▸ **Work required**
Go through the data line by line from the top, retyping each exactly, and end with the line that contains "pub fn downcast_entity<E>(self)".

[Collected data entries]
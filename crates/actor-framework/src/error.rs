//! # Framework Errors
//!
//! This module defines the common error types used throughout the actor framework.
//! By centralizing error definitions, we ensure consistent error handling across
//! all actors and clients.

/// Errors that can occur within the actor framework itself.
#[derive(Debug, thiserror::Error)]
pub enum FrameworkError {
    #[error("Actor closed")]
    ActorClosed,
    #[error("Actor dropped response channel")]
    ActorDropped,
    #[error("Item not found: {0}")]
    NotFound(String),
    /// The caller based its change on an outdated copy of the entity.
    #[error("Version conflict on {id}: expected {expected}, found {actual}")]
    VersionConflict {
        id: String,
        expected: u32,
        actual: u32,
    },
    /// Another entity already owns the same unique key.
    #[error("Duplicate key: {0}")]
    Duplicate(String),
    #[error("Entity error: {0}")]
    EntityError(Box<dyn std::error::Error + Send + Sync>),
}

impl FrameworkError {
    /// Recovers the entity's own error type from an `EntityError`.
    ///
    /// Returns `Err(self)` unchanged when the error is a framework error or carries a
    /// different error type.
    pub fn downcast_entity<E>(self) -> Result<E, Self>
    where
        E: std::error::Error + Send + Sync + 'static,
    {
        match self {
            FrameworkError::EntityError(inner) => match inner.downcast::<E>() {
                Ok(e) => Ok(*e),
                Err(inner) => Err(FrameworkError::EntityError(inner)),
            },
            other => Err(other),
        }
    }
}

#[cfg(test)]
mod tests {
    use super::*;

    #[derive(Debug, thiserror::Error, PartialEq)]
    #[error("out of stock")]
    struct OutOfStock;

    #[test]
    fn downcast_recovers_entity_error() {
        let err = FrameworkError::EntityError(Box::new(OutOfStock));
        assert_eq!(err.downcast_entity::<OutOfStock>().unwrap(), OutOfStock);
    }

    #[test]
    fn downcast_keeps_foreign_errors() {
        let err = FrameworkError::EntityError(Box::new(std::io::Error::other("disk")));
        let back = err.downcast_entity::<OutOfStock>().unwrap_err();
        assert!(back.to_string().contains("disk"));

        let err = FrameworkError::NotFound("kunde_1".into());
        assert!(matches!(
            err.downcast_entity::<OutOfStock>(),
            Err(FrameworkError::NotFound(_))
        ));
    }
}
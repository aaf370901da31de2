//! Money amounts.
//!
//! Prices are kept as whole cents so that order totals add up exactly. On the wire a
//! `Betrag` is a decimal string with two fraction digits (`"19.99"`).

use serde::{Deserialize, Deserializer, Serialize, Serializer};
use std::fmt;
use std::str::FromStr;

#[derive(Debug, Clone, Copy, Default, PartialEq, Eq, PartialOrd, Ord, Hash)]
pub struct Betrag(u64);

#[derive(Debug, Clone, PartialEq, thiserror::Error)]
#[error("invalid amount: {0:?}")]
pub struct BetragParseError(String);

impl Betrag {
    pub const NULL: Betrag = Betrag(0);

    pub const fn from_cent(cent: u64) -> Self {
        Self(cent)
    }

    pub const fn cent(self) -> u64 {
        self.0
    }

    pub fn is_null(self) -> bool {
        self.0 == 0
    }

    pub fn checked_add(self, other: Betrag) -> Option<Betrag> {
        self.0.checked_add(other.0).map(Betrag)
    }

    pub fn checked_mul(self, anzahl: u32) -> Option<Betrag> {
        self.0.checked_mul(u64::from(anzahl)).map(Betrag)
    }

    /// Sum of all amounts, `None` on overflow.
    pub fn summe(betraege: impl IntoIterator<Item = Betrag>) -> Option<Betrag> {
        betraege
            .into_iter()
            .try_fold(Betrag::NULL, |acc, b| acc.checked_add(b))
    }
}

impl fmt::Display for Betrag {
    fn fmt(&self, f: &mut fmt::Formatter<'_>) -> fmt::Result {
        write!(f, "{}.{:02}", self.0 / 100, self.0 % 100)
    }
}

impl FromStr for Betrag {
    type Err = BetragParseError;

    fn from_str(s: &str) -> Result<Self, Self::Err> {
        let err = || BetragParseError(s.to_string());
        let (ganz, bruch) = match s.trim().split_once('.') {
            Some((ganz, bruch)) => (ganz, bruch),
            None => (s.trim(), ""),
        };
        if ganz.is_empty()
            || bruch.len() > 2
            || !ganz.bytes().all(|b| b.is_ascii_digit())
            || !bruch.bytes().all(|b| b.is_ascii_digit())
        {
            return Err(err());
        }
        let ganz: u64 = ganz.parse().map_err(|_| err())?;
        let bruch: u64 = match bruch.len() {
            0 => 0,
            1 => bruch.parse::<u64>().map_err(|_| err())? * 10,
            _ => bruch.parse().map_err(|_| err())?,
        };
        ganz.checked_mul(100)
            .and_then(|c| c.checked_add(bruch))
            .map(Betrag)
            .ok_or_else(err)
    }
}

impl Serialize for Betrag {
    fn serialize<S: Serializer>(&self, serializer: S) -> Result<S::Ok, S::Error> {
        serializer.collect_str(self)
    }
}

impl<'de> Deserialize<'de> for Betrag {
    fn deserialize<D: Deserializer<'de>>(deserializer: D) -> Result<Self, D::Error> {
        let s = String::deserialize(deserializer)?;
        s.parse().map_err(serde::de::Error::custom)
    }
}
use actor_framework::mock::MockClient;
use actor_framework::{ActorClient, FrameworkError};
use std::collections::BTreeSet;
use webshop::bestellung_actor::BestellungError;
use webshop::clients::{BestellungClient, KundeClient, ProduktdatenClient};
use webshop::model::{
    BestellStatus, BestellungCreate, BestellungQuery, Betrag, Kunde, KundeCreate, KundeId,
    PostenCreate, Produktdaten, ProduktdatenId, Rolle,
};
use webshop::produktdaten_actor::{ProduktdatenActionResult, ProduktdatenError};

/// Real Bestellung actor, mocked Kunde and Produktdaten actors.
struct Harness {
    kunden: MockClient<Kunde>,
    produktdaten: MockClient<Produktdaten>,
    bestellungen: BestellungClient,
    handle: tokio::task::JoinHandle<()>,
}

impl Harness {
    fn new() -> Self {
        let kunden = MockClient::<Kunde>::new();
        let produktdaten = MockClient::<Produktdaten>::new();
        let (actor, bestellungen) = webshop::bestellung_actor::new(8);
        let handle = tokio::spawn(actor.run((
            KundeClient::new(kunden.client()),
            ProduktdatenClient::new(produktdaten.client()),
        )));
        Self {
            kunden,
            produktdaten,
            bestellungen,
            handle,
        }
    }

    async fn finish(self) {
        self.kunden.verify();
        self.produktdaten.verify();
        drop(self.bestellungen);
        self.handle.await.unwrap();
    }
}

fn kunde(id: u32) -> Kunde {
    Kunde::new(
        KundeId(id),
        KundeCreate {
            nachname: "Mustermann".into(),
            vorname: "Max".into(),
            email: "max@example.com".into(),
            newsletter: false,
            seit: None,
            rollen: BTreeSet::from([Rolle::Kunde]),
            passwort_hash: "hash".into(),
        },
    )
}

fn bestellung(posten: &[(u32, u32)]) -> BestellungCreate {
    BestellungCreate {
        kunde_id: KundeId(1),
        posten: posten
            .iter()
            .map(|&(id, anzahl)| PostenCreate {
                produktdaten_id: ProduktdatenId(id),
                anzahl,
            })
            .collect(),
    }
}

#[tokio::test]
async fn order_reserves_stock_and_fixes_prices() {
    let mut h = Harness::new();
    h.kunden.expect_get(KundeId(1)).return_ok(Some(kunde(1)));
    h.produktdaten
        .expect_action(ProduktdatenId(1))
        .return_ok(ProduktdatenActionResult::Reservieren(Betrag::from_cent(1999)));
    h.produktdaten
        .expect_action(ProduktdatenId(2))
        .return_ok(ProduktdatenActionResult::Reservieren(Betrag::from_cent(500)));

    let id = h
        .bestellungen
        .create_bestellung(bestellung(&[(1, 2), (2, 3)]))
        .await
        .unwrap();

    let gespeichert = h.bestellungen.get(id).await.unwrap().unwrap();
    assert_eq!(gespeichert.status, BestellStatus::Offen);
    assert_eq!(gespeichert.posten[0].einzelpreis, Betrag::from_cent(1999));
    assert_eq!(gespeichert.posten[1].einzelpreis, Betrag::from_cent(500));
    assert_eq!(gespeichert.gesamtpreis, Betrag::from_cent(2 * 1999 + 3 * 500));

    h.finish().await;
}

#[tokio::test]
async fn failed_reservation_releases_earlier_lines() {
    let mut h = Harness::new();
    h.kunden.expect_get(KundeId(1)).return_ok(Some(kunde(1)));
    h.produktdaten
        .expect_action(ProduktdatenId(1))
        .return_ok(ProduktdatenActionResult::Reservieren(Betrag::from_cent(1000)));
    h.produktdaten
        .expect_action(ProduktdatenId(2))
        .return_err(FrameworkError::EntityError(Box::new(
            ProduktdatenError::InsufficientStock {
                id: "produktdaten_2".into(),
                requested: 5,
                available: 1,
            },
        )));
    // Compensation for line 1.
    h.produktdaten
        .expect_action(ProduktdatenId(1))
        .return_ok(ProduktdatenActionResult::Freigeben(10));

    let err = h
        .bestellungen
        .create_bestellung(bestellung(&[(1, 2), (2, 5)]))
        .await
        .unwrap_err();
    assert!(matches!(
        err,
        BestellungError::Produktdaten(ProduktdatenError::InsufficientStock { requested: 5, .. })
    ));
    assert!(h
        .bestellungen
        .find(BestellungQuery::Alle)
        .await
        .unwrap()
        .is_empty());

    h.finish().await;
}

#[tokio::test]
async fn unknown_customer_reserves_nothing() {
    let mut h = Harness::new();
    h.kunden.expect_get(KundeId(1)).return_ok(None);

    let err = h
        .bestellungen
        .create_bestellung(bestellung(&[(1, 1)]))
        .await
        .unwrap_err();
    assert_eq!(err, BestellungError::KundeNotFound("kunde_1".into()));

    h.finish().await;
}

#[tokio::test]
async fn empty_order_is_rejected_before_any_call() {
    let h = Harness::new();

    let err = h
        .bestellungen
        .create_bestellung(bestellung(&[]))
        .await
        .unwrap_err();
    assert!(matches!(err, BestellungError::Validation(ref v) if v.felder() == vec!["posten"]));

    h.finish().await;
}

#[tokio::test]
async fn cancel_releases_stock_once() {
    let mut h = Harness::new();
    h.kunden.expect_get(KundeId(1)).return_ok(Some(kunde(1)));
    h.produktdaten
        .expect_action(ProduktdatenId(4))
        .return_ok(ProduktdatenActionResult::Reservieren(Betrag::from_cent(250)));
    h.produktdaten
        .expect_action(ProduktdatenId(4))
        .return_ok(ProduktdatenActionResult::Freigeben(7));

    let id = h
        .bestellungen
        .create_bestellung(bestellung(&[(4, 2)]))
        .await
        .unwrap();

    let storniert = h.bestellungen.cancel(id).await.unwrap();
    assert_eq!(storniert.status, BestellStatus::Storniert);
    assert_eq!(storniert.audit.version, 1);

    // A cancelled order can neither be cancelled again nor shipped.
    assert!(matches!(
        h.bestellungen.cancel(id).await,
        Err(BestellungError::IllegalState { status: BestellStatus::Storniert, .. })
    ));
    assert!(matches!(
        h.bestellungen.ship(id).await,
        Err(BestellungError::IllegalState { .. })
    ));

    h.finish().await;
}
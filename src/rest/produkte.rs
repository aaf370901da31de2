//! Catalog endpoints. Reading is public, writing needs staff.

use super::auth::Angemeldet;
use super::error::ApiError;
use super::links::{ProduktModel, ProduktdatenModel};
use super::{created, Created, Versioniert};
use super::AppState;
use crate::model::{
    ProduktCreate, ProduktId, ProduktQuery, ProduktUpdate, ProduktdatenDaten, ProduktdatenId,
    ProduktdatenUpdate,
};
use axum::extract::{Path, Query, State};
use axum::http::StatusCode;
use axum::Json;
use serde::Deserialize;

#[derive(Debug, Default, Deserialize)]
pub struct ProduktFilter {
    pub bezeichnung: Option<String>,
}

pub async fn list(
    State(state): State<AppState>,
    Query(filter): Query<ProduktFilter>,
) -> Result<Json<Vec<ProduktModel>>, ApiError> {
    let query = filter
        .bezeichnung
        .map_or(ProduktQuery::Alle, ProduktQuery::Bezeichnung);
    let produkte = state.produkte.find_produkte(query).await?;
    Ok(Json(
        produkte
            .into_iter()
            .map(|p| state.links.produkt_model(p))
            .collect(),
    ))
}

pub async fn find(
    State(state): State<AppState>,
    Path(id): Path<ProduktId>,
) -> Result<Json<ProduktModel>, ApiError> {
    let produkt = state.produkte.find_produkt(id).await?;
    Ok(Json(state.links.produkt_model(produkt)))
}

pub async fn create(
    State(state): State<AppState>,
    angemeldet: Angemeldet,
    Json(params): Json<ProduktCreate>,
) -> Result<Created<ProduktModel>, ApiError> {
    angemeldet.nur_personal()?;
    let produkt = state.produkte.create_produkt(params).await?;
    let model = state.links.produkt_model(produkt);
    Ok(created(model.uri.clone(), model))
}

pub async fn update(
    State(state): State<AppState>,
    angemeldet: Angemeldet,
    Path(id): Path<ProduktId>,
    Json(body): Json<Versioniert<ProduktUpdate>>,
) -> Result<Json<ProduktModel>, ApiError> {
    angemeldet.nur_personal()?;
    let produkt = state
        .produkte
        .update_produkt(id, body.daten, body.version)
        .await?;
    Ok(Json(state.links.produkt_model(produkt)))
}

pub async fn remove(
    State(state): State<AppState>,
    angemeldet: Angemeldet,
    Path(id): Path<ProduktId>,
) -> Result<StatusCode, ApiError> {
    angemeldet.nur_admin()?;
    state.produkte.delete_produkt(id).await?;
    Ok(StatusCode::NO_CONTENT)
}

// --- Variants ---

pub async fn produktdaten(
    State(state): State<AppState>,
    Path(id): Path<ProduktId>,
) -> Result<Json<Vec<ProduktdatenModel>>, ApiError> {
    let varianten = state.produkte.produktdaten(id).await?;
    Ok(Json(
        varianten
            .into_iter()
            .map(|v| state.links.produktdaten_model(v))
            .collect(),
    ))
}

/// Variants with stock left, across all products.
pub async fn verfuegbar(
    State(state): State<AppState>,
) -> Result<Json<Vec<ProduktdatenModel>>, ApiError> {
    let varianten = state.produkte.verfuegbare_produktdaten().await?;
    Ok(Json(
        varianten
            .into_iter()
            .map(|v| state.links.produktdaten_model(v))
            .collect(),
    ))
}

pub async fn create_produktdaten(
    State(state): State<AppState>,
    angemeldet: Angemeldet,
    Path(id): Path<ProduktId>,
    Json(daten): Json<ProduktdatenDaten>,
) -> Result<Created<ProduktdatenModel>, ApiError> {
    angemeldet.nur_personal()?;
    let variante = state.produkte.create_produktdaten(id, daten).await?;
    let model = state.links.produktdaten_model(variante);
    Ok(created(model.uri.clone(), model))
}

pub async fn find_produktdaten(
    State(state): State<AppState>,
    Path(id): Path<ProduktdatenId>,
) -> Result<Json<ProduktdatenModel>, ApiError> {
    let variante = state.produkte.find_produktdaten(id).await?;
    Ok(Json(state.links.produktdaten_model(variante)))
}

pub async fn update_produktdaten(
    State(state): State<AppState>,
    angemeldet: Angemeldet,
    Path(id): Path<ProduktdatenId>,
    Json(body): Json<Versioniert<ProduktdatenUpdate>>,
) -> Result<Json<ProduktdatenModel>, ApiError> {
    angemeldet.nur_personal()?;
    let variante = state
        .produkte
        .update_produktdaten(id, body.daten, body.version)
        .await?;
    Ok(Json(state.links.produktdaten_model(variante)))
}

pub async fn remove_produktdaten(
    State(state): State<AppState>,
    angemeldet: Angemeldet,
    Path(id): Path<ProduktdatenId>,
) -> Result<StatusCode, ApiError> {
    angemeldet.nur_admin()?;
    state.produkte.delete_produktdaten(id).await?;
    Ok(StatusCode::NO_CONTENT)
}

▸ **Worked solution**
filename crates/actor-framework/src/error.rs
//! # Framework Errors
//!
//! This module defines the common error types used throughout the actor framework.
//! By centralizing error definitions, we ensure consistent error handling across
//! all actors and clients.

/// Errors that can occur within the actor framework itself.
#[derive(Debug, thiserror::Error)]
pub enum FrameworkError {
    #[error("Actor closed")]
    ActorClosed,
    #[error("Actor dropped response channel")]
    ActorDropped,
    #[error("Item not found: {0}")]
    NotFound(String),
    /// The caller based its change on an outdated copy of the entity.
    #[error("Version conflict on {id}: expected {expected}, found {actual}")]
    VersionConflict {
        id: String,
        expected: u32,
        actual: u32,
    },
    /// Another entity already owns the same unique key.
    #[error("Duplicate key: {0}")]
    Duplicate(String),
    #[error("Entity error: {0}")]
    EntityError(Box<dyn std::error::Error + Send + Sync>),
}

impl FrameworkError {
    /// Recovers the entity's own error type from an `EntityError`.
    ///
    /// Returns `Err(self)` unchanged when the error is a framework error or carries a
    /// different error type.
    pub fn downcast_entity<E>(self) -> Result<E, Self>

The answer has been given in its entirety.